------ Dataset excerpts ------
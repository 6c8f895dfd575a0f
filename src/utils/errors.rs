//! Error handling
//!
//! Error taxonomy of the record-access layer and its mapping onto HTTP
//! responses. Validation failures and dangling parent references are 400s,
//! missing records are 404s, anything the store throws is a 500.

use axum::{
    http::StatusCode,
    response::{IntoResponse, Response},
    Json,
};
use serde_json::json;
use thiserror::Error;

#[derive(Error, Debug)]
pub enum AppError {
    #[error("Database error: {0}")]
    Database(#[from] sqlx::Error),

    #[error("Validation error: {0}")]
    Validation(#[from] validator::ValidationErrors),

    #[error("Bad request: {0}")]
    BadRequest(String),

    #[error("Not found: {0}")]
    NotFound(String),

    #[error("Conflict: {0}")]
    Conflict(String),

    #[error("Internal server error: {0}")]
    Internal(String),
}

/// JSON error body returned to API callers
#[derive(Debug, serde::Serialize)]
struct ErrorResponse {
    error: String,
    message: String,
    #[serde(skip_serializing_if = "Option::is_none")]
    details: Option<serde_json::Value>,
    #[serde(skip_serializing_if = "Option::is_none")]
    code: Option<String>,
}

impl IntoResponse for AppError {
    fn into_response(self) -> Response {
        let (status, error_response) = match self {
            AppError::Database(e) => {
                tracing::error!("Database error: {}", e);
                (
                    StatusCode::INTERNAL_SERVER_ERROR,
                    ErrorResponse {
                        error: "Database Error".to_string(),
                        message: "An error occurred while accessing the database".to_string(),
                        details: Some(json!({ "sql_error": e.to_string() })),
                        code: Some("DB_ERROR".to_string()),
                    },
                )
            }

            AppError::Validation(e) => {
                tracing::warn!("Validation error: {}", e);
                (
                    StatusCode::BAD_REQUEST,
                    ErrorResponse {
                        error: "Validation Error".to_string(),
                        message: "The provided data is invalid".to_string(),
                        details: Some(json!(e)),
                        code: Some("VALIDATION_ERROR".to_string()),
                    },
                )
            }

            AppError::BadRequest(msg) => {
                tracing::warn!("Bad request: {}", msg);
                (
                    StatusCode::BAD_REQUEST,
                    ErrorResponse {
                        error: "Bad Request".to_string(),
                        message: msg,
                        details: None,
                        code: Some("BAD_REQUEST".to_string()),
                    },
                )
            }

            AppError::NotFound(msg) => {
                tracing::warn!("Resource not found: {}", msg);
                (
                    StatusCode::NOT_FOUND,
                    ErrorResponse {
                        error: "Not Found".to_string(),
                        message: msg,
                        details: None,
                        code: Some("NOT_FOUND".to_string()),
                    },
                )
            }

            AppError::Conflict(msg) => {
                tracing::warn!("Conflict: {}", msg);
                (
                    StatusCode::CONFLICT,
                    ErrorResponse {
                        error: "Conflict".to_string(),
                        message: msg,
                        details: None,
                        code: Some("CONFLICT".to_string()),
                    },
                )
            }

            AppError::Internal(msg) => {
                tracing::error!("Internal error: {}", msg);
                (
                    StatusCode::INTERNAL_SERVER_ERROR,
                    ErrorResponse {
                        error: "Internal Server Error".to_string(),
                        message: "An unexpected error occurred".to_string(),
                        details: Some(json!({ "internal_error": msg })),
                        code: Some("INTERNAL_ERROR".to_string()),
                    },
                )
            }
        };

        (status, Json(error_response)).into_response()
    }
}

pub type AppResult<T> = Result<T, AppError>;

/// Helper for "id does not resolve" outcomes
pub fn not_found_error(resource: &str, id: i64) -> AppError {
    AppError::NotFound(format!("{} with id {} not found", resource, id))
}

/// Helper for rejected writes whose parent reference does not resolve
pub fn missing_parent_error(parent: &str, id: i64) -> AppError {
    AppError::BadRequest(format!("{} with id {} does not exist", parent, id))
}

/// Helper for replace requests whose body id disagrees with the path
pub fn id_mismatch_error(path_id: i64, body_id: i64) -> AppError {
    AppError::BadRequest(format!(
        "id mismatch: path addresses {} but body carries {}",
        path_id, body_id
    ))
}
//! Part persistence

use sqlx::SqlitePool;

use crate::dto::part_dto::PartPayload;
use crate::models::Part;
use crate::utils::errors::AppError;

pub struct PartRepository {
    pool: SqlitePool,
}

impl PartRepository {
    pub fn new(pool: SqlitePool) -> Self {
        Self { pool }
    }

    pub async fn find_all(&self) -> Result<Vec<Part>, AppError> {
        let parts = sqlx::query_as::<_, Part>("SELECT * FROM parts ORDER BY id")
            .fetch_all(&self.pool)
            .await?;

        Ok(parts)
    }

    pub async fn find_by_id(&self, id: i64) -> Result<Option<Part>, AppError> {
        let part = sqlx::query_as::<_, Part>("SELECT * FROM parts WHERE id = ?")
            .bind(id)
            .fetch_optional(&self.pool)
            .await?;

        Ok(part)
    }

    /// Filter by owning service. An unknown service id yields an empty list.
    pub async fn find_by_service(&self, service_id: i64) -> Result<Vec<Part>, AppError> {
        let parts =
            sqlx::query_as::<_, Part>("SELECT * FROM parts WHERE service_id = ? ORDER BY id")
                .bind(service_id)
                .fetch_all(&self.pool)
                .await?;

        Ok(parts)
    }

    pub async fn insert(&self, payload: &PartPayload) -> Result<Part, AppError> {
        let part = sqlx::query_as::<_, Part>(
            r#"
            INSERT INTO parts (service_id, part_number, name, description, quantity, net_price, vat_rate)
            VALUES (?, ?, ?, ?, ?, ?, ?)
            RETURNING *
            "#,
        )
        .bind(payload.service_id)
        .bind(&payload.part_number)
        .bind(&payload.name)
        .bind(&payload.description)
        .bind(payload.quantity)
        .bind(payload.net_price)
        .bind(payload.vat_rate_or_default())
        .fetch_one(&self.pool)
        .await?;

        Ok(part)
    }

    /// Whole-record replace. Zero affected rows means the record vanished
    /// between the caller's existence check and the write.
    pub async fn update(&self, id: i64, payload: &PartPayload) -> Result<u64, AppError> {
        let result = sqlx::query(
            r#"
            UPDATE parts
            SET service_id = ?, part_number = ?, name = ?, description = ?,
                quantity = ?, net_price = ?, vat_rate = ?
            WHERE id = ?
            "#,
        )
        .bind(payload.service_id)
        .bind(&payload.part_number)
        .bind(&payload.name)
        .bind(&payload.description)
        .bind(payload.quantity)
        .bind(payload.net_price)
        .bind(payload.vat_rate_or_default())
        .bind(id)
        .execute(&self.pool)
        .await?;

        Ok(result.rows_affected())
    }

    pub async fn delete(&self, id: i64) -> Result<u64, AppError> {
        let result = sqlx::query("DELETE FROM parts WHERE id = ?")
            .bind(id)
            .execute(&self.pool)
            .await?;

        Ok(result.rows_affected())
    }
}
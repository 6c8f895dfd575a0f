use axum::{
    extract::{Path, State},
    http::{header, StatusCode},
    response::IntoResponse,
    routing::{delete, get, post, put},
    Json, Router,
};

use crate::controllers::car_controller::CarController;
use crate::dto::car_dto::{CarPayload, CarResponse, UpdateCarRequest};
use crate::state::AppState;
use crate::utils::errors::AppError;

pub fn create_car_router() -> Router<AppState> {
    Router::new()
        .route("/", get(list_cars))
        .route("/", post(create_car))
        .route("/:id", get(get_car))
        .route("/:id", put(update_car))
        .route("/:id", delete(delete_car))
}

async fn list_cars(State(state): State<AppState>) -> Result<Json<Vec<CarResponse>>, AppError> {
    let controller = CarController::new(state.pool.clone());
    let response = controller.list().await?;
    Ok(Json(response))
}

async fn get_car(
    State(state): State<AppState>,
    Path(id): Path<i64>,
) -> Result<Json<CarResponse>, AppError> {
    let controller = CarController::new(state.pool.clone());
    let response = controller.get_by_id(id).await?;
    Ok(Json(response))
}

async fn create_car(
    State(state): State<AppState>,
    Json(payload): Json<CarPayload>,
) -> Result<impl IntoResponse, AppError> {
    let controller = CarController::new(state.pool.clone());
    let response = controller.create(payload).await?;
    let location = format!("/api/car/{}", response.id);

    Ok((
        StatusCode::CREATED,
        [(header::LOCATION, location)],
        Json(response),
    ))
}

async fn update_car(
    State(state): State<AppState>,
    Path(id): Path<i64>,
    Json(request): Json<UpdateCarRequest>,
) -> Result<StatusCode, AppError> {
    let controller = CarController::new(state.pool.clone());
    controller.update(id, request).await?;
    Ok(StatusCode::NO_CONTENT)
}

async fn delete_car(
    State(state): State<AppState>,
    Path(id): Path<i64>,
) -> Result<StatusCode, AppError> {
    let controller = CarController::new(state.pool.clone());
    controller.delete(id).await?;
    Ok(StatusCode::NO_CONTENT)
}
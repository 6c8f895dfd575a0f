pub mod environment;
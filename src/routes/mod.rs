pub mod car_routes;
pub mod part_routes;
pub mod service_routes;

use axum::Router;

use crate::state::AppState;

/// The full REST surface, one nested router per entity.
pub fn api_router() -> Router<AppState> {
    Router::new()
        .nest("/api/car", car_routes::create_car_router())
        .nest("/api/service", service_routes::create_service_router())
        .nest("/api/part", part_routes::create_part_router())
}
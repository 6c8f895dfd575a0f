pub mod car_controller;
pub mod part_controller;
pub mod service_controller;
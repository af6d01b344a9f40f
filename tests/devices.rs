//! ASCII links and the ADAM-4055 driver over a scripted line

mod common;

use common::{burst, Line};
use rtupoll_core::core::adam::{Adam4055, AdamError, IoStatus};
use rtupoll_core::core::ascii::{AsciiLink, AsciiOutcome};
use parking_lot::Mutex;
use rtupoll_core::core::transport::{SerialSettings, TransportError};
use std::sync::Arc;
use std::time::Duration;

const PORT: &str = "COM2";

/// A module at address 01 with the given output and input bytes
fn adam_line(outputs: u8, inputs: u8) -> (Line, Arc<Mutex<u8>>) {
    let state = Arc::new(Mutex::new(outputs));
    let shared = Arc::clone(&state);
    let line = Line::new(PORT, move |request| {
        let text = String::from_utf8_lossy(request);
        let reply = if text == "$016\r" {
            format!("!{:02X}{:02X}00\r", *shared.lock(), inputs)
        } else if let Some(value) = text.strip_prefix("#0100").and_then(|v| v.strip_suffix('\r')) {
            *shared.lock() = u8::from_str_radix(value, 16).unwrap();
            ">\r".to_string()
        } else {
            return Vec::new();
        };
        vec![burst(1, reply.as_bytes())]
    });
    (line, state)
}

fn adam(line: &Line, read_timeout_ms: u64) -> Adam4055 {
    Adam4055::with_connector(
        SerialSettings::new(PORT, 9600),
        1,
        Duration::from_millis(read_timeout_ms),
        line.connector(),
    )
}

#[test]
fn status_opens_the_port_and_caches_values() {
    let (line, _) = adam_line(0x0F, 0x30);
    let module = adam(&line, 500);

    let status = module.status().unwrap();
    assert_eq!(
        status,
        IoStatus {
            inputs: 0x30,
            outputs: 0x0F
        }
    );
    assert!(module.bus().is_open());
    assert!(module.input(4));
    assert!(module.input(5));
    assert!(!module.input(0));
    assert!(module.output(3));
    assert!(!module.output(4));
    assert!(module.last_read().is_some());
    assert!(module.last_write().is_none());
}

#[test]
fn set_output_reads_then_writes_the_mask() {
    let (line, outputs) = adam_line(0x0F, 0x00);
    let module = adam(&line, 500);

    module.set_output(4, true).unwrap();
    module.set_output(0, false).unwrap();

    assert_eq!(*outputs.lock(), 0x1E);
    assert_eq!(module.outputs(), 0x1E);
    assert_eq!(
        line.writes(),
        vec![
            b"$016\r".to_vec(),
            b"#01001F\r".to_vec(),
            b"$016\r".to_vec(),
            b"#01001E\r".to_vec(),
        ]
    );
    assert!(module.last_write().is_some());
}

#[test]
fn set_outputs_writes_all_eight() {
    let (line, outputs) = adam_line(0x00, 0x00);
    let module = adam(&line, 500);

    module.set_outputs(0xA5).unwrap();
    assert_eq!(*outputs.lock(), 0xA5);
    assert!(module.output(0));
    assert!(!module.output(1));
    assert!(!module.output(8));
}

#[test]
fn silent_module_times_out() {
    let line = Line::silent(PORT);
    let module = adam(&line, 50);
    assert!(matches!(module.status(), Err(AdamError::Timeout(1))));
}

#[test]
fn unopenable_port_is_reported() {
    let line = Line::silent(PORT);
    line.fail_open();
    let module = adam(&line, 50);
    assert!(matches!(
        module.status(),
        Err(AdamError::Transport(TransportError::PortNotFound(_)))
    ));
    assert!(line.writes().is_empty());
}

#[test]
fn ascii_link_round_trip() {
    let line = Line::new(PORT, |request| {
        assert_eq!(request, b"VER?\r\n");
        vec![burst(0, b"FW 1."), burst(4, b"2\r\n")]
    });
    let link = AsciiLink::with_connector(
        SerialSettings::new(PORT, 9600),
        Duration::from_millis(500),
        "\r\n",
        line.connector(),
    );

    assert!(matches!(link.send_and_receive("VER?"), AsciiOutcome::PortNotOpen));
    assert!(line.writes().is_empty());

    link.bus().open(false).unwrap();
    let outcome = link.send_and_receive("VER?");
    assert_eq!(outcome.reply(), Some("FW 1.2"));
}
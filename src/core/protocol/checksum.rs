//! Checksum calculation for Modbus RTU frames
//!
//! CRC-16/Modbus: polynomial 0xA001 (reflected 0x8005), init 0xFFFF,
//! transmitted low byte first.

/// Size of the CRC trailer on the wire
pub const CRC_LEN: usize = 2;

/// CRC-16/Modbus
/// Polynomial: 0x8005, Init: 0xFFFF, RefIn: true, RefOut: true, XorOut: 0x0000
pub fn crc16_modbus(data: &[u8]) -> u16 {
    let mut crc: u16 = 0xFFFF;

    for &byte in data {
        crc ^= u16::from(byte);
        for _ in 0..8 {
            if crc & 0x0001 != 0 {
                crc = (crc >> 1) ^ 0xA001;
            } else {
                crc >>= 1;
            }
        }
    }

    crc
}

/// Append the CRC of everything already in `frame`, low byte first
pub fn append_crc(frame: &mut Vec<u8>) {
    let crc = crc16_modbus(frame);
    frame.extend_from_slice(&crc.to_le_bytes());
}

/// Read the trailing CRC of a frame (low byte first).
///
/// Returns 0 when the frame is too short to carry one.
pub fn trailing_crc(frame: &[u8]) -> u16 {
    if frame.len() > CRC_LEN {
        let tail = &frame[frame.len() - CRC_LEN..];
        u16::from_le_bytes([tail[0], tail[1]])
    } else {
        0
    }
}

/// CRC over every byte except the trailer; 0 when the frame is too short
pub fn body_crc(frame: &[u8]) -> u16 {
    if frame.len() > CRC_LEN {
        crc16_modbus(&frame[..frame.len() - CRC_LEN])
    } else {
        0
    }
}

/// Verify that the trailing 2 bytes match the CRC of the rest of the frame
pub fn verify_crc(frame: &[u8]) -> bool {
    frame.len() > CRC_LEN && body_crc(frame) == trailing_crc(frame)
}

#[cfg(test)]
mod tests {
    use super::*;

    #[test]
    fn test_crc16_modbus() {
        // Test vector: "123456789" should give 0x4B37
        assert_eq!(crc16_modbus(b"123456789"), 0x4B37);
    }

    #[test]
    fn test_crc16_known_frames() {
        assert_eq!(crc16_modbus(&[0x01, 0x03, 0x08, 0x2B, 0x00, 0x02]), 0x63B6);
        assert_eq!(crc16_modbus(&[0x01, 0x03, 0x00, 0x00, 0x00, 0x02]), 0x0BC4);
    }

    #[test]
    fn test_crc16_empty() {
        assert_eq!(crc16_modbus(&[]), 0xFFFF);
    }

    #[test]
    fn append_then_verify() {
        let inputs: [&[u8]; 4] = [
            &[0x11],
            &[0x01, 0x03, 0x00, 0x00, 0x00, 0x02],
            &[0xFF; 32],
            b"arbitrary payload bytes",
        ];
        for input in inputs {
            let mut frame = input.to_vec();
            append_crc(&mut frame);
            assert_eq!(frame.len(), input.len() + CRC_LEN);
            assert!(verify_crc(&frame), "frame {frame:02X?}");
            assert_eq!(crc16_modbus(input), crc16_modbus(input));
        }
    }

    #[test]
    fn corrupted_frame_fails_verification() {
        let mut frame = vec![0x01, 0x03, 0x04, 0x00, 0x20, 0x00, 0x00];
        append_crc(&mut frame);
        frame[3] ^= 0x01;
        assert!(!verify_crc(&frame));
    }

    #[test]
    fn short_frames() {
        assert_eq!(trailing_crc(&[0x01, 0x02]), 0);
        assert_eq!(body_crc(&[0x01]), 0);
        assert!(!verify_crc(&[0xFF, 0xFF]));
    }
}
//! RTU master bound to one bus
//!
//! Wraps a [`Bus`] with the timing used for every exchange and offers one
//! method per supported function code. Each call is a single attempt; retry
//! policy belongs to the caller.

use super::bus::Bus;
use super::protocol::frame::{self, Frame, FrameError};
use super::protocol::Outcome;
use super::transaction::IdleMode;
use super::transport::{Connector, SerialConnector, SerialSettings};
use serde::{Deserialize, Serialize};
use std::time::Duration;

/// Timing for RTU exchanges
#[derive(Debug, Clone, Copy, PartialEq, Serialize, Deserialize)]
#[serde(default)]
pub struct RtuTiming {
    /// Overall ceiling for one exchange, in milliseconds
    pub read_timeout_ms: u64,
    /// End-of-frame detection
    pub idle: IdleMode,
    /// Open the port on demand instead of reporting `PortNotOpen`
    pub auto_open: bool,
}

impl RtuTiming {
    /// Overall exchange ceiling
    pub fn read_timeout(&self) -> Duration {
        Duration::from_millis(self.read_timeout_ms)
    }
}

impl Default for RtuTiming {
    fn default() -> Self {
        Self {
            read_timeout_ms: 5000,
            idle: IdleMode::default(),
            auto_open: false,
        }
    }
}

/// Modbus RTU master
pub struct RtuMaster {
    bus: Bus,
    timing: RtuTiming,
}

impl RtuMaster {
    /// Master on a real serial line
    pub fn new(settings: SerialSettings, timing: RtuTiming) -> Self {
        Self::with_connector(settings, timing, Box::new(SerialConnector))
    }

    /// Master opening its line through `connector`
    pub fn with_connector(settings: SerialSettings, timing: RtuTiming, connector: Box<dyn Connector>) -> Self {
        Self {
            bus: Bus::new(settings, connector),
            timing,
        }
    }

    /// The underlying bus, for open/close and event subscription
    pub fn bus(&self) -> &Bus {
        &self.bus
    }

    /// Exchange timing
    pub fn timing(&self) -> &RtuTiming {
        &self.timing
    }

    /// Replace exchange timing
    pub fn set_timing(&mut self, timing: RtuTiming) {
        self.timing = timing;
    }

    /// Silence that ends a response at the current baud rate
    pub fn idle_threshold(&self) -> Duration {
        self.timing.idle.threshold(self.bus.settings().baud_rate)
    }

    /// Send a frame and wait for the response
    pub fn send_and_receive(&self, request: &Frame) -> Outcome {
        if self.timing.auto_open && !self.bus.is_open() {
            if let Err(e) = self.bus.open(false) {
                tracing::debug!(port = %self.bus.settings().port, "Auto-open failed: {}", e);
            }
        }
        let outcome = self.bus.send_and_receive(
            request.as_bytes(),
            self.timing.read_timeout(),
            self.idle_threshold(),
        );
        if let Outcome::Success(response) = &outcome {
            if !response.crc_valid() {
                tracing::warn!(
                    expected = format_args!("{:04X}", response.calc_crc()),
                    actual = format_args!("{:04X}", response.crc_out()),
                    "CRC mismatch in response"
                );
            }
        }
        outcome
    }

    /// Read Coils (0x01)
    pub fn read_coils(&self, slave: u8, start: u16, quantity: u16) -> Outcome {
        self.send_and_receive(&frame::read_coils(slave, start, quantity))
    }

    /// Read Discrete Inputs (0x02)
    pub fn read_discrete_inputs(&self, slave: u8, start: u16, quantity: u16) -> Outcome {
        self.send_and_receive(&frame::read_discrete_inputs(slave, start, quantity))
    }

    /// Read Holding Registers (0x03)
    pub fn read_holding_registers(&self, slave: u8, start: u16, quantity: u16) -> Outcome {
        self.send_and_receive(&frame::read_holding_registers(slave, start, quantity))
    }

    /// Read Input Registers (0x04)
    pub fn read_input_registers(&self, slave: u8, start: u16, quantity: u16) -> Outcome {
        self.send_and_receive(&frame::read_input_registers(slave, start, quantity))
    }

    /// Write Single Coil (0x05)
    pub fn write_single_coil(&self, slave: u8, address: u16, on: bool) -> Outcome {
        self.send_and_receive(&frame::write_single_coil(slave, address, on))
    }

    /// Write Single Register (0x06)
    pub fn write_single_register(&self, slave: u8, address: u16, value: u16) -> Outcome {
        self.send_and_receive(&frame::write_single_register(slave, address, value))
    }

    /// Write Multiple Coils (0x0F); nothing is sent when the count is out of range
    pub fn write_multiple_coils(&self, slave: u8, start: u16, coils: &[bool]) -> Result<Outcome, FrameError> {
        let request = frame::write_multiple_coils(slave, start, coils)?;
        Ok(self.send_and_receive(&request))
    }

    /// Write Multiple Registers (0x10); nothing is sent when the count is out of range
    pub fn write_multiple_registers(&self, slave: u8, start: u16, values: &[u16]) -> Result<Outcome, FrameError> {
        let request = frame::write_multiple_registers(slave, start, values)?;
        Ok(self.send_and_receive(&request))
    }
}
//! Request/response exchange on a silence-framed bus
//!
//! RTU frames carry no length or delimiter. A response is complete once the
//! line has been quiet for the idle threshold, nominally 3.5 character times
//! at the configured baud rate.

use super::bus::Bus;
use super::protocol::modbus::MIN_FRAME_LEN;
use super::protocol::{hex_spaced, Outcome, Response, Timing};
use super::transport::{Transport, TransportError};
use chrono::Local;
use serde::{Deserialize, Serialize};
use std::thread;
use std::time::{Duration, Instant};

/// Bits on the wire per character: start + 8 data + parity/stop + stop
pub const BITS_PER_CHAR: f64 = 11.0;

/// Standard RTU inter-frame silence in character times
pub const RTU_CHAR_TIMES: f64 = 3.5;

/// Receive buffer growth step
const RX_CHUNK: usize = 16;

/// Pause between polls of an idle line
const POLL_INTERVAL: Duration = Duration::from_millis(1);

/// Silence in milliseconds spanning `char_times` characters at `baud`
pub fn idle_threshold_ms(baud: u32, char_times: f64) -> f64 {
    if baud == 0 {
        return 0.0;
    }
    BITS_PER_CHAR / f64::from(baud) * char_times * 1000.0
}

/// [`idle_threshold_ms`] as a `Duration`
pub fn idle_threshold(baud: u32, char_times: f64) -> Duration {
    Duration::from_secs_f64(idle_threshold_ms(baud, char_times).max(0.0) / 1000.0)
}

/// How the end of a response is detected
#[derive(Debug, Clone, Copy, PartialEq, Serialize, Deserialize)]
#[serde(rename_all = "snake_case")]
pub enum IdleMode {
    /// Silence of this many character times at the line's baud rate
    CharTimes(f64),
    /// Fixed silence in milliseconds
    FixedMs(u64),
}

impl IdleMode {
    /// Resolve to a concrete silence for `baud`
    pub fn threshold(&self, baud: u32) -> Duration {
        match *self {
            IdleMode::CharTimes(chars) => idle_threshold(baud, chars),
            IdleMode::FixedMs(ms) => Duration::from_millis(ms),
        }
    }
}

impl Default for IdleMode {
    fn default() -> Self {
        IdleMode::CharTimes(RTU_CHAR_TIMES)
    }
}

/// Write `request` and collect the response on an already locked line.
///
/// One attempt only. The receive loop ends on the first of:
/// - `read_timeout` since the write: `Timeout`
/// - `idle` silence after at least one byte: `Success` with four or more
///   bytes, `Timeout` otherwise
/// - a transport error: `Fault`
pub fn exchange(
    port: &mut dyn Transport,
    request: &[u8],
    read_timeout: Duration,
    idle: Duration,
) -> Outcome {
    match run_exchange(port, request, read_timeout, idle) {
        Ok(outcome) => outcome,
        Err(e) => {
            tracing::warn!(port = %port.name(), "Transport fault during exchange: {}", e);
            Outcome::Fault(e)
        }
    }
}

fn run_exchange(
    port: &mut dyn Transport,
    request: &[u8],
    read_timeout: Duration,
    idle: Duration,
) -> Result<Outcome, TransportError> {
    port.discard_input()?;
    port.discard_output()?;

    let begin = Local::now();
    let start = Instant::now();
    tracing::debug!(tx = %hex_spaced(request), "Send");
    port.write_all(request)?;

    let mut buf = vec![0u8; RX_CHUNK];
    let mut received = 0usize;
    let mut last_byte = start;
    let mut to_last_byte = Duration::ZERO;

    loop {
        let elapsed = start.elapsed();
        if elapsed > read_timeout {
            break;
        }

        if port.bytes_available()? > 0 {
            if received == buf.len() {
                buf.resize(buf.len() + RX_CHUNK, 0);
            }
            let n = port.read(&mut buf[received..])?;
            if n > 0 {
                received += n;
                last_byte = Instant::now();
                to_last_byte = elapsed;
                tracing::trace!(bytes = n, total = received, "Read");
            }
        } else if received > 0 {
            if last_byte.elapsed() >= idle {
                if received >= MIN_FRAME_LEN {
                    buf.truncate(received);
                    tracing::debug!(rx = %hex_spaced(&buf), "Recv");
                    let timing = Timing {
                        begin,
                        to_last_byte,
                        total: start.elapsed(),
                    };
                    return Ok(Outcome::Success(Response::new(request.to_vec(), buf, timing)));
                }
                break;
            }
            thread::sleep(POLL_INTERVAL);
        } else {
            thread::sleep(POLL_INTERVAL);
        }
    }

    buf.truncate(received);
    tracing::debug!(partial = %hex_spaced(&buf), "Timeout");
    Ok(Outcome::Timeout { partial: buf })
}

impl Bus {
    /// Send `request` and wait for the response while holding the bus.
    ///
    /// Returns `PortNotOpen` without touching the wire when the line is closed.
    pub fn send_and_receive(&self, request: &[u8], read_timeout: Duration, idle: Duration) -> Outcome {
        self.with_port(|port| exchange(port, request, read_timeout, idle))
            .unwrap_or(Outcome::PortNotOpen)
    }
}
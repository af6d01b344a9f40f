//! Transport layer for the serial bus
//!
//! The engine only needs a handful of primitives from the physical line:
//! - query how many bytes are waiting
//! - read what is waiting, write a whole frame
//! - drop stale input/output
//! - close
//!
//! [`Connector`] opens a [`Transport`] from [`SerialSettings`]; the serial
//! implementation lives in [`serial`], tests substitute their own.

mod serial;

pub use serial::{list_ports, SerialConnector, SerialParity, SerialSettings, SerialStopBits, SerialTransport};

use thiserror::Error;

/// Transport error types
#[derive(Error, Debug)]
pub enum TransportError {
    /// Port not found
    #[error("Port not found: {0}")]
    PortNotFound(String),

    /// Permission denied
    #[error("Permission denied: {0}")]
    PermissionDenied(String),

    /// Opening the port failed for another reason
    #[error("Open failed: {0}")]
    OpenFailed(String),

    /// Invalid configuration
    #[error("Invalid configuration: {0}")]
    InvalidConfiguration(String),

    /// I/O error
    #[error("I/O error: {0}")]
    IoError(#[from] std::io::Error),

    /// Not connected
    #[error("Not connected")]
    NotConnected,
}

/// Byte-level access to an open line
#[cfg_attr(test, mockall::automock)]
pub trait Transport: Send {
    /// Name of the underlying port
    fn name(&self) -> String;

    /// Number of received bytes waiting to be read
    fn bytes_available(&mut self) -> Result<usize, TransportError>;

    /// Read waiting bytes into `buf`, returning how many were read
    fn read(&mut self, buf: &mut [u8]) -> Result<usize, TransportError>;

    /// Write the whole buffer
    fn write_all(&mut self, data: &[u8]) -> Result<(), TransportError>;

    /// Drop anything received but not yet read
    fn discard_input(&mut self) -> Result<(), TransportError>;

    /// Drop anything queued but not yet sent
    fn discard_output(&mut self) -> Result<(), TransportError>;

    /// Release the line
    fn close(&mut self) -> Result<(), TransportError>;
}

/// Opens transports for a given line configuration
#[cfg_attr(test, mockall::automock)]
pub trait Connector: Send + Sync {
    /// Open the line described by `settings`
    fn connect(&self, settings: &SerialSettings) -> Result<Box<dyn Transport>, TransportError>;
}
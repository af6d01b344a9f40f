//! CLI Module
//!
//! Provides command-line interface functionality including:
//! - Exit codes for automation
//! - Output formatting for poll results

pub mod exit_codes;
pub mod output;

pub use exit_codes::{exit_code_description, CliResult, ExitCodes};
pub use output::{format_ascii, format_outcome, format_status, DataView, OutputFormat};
------
## [Problem]
The entries above hold a line with "let shared = Arc::clone(&state);" and a later line with "fn adam(line: &Line, read_timeout_ms: u64)". Write out exactly those lines and all lines between, nothing more.

## [Result]
    let shared = Arc::clone(&state);
    let line = Line::new(PORT, move |request| {
        let text = String::from_utf8_lossy(request);
        let reply = if text == "$016\r" {
            format!("!{:02X}{:02X}00\r", *shared.lock(), inputs)
        } else if let Some(value) = text.strip_prefix("#0100").and_then(|v| v.strip_suffix('\r')) {
            *shared.lock() = u8::from_str_radix(value, 16).unwrap();
            ">\r".to_string()
        } else {
            return Vec::new();
        };
        vec![burst(1, reply.as_bytes())]
    });
    (line, state)
}

fn adam(line: &Line, read_timeout_ms: u64) -> Adam4055 {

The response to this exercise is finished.